³ http://caca.zoy.org/wiki/git-bigfiles

^ permalink raw reply	[flat|nested] 6+ messages in thread

* Re: git-repack & big files
  2011-01-11  7:37 git-repack & big files Pietro Battiston
@ 2011-01-11 15:43 ` Phillip Susi
  2011-01-11 19:03   ` Pietro Battiston
  0 siblings, 1 reply; 6+ messages in thread
From: Phillip Susi @ 2011-01-11 15:43 UTC (permalink / raw)
  To: Pietro Battiston; +Cc: git

On 1/11/2011 2:37 AM, Pietro Battiston wrote:
> Since it perfectly does what it is not optimized to do... I then wonder
> when it does not do what it declares: if I run git-repack² with the
> parameter --window-memory set to, for instance, "100m", it takes
> hundreds and hundreds of MB of memory until it runs out of memory, fails
> a malloc and aborts.
> So, two questions:

--window-memory reduces the window size to try and stay under the limit,
 but the window size can not be reduced below 1.
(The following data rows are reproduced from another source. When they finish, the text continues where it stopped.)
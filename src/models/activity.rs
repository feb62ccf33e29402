//! Activity (operation instance) model.
//!
//! An activity is the schedulable unit of work. This is the data the
//! external activity accessor provides to the capacity core: standard
//! phase times, reported partial progress, production status, the people
//! usage rule, and the sequencing attributes used for changeovers.
//!
//! # Duration Model
//!
//! Standard resource time splits into:
//! - **Setup**: Preparation (may be replaced by sequence-dependent setup)
//! - **Run**: `cycles × cycle_ticks`
//! - **Post-processing**: Cooling, curing, inspection on the resource
//! - **Storage**: Time the output occupies the resource afterwards
//! - **Clean-after**: Cleanout the operation always leaves behind

use serde::{Deserialize, Serialize};
use std::collections::HashMap;

use super::{CleanSpan, SequencedActivity, Tick};

/// An activity to be placed on a resource.
#[derive(Debug, Clone, Serialize, Deserialize)]
pub struct Activity {
    /// Unique activity identifier.
    pub id: String,
    /// Parent job identifier.
    pub job_id: String,
    /// Operation this activity instantiates.
    pub operation_id: String,
    /// Product made (production cleanouts trigger on product change).
    pub product: String,
    /// Batch this activity belongs to, if batched.
    pub batch_id: Option<String>,
    /// Operation setup code; equal codes back to back skip operation setup.
    pub setup_code: Option<String>,
    /// Numeric setup position used by sawtooth sequencing.
    pub setup_number: f64,
    /// Sequencing attributes (attribute name → value).
    pub attributes: HashMap<String, String>,
    /// Standard resource time per phase.
    pub times: StandardTimes,
    /// Progress reported from the shop floor.
    pub progress: ReportedProgress,
    /// Current production status.
    pub status: ProductionStatus,
    /// How people on the resource speed up the run phase.
    pub people: PeopleRule,
    /// Whether the activity may pause across unusable intervals.
    pub can_pause: bool,
    /// Capacity code the activity requires, if any.
    pub capacity_code: Option<String>,
    /// Resource requirements (indexed by position).
    pub requirements: Vec<ResourceRequirement>,
    /// Materials that must be available before the activity starts.
    pub materials: Vec<MaterialRequirement>,
    /// Finishing after this tick makes the activity late.
    pub late_boundary: Option<Tick>,
    /// Resource the activity is locked to, if any.
    pub locked_resource: Option<String>,
}

impl Activity {
    /// Creates a new activity with one default resource requirement.
    pub fn new(id: impl Into<String>, job_id: impl Into<String>) -> Self {
        Self {
            id: id.into(),
            job_id: job_id.into(),
            operation_id: String::new(),
            product: String::new(),
            batch_id: None,
            setup_code: None,
            setup_number: 0.0,
            attributes: HashMap::new(),
            times: StandardTimes::default(),
            progress: ReportedProgress::default(),
            status: ProductionStatus::Ready,
            people: PeopleRule::UseAllAvailable,
            can_pause: true,
            capacity_code: None,
            requirements: vec![ResourceRequirement::new()],
            materials: Vec::new(),
            late_boundary: None,
            locked_resource: None,
        }
    }

    /// Sets the operation.
    pub fn with_operation(mut self, operation_id: impl Into<String>) -> Self {
        self.operation_id = operation_id.into();
        self
    }

    /// Sets the product.
    pub fn with_product(mut self, product: impl Into<String>) -> Self {
        self.product = product.into();
        self
    }

    /// Sets the batch.
    pub fn with_batch(mut self, batch_id: impl Into<String>) -> Self {
        self.batch_id = Some(batch_id.into());
        self
    }

    /// Sets the setup code.
    pub fn with_setup_code(mut self, code: impl Into<String>) -> Self {
        self.setup_code = Some(code.into());
        self
    }

    /// Sets the sawtooth setup number.
    pub fn with_setup_number(mut self, number: f64) -> Self {
        self.setup_number = number;
        self
    }

    /// Adds a sequencing attribute.
    pub fn with_attribute(mut self, key: impl Into<String>, value: impl Into<String>) -> Self {
        self.attributes.insert(key.into(), value.into());
        self
    }

    /// Sets the standard times.
    pub fn with_times(mut self, times: StandardTimes) -> Self {
        self.times = times;
        self
    }

    /// Sets a run-only duration (one cycle of `ticks`).
    pub fn with_run_time(mut self, ticks: Tick) -> Self {
        self.times = StandardTimes::run(ticks);
        self
    }

    /// Records reported progress and the current status.
    pub fn with_progress(mut self, status: ProductionStatus, progress: ReportedProgress) -> Self {
        self.status = status;
        self.progress = progress;
        self
    }

    /// Sets the people rule.
    pub fn with_people(mut self, people: PeopleRule) -> Self {
        self.people = people;
        self
    }

    /// Forbids pausing across unusable intervals.
    pub fn without_pausing(mut self) -> Self {
        self.can_pause = false;
        self
    }

    /// Sets the capacity code.
    pub fn with_capacity_code(mut self, code: impl Into<String>) -> Self {
        self.capacity_code = Some(code.into());
        self
    }

    /// Replaces the resource requirements.
    pub fn with_requirements(mut self, requirements: Vec<ResourceRequirement>) -> Self {
        self.requirements = requirements;
        self
    }

    /// Adds a material requirement.
    pub fn with_material(mut self, material: MaterialRequirement) -> Self {
        self.materials.push(material);
        self
    }

    /// Sets the late boundary.
    pub fn with_late_boundary(mut self, tick: Tick) -> Self {
        self.late_boundary = Some(tick);
        self
    }

    /// Locks the activity to a resource.
    pub fn locked_to(mut self, resource_id: impl Into<String>) -> Self {
        self.locked_resource = Some(resource_id.into());
        self
    }

    /// Whether the activity has started but not finished.
    pub fn is_running(&self) -> bool {
        !matches!(
            self.status,
            ProductionStatus::Ready | ProductionStatus::Finished
        )
    }

    /// Requirement at `index`.
    pub fn requirement(&self, index: usize) -> Option<&ResourceRequirement> {
        self.requirements.get(index)
    }

    /// Total quantity the activity produces.
    pub fn required_quantity(&self) -> f64 {
        self.times.cycles as f64 * self.times.quantity_per_cycle
    }

    /// Sequencing summary for left-neighbor bookkeeping.
    pub fn sequenced(&self) -> SequencedActivity {
        SequencedActivity {
            activity_id: self.id.clone(),
            job_id: self.job_id.clone(),
            product: self.product.clone(),
            batch_id: self.batch_id.clone(),
            setup_code: self.setup_code.clone(),
            setup_number: self.setup_number,
            attributes: self.attributes.clone(),
        }
    }
}

/// Standard resource time per phase.
#[derive(Debug, Clone, Serialize, Deserialize)]
pub struct StandardTimes {
    /// Operation setup (ticks).
    pub setup: Tick,
    /// Time per cycle (ticks).
    pub cycle: Tick,
    /// Number of cycles.
    pub cycles: u32,
    /// Units produced per cycle.
    pub quantity_per_cycle: f64,
    /// Post-processing (ticks).
    pub post_processing: Tick,
    /// Storage (ticks).
    pub storage: Tick,
    /// Cleanout performed after the activity (ticks).
    pub clean_after: Tick,
    /// Grade of the clean-after, compared against later cleanout rules.
    #[serde(default)]
    pub clean_after_grade: u32,
    /// Cleanout required before this operation when the product changes.
    pub product_change_clean: Option<CleanSpan>,
}

impl StandardTimes {
    /// Creates times with all phase components.
    pub fn new(setup: Tick, cycle: Tick, cycles: u32, post_processing: Tick) -> Self {
        Self {
            setup,
            cycle,
            cycles,
            quantity_per_cycle: 1.0,
            post_processing,
            storage: 0,
            clean_after: 0,
            clean_after_grade: 0,
            product_change_clean: None,
        }
    }

    /// Run-only times: one cycle of `ticks`.
    pub fn run(ticks: Tick) -> Self {
        Self::new(0, ticks, 1, 0)
    }

    /// Sets units per cycle.
    pub fn with_quantity_per_cycle(mut self, quantity: f64) -> Self {
        self.quantity_per_cycle = quantity;
        self
    }

    /// Sets storage time.
    pub fn with_storage(mut self, ticks: Tick) -> Self {
        self.storage = ticks;
        self
    }

    /// Sets clean-after time.
    pub fn with_clean_after(mut self, ticks: Tick) -> Self {
        self.clean_after = ticks;
        self
    }

    /// Sets the clean-after grade.
    pub fn with_clean_after_grade(mut self, grade: u32) -> Self {
        self.clean_after_grade = grade;
        self
    }

    /// Sets the product-change cleanout.
    pub fn with_product_change_clean(mut self, clean: CleanSpan) -> Self {
        self.product_change_clean = Some(clean);
        self
    }

    /// Standard run time (`cycles × cycle`).
    pub fn run_ticks(&self) -> Tick {
        self.cycle * self.cycles as Tick
    }

    /// Total standard time (setup + run + post-processing + storage + clean-after).
    pub fn total(&self) -> Tick {
        self.setup + self.run_ticks() + self.post_processing + self.storage + self.clean_after
    }
}

impl Default for StandardTimes {
    fn default() -> Self {
        Self::run(0)
    }
}

/// Progress reported against the activity.
#[derive(Debug, Clone, Default, Serialize, Deserialize)]
pub struct ReportedProgress {
    /// Cleanout time already performed.
    pub clean: Tick,
    /// Setup time already performed.
    pub setup: Tick,
    /// Run time already performed.
    pub run: Tick,
    /// Post-processing already performed.
    pub post_processing: Tick,
    /// Storage already performed.
    pub storage: Tick,
    /// Cycles already completed.
    pub cycles: u32,
}

/// Shop-floor status of an activity.
///
/// Declaration order follows the phases, so `status > SettingUp` means
/// setup is done.
#[derive(Debug, Clone, Copy, PartialEq, Eq, PartialOrd, Ord, Serialize, Deserialize)]
pub enum ProductionStatus {
    Ready,
    Cleaning,
    SettingUp,
    Running,
    PostProcessing,
    Storing,
    Finished,
}

/// How the people available in an interval convert elapsed time into
/// run capacity.
#[derive(Debug, Clone, Copy, PartialEq, Serialize, Deserialize)]
pub enum PeopleRule {
    /// Use everyone available: capacity = elapsed × people.
    UseAllAvailable,
    /// Use a fixed crew: capacity = elapsed × min(requested, available) / requested.
    UseSpecifiedNbr(f64),
    /// Use as many full crews as fit: capacity = elapsed × ⌊available / requested⌋.
    UseMultipleOfSpecifiedNbr(f64),
}

/// A resource requirement of an activity.
#[derive(Debug, Clone, Serialize, Deserialize)]
pub struct ResourceRequirement {
    /// Descriptive name (e.g., "Machine", "Operator").
    pub name: String,
    /// Share of a multitasking resource's attention consumed (1..=100).
    pub attention_percent: u32,
}

impl ResourceRequirement {
    /// Creates a requirement taking full attention.
    pub fn new() -> Self {
        Self {
            name: String::new(),
            attention_percent: 100,
        }
    }

    /// Sets the name.
    pub fn with_name(mut self, name: impl Into<String>) -> Self {
        self.name = name.into();
        self
    }

    /// Sets the attention percentage.
    pub fn with_attention(mut self, percent: u32) -> Self {
        self.attention_percent = percent;
        self
    }
}

impl Default for ResourceRequirement {
    fn default() -> Self {
        Self::new()
    }
}

/// A material the activity consumes.
#[derive(Debug, Clone, Serialize, Deserialize)]
pub struct MaterialRequirement {
    /// Material item identifier.
    pub item_id: String,
    /// Units of material per unit produced.
    pub quantity_per_unit: f64,
}

impl MaterialRequirement {
    pub fn new(item_id: impl Into<String>, quantity_per_unit: f64) -> Self {
        Self {
            item_id: item_id.into(),
            quantity_per_unit,
        }
    }
}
> 2) do I have any hope that in one way or another my 500+ MB mailboxes
> with relatively small changes over time are archived smartly (=diffs) by
> git at the current state of development? If I understand correctly, the
> project git-bigfiles³ would just "solve" my problems by not making
> differences of big files.

Git is not a backup tool.  You should use rsync rdiff-backup instead.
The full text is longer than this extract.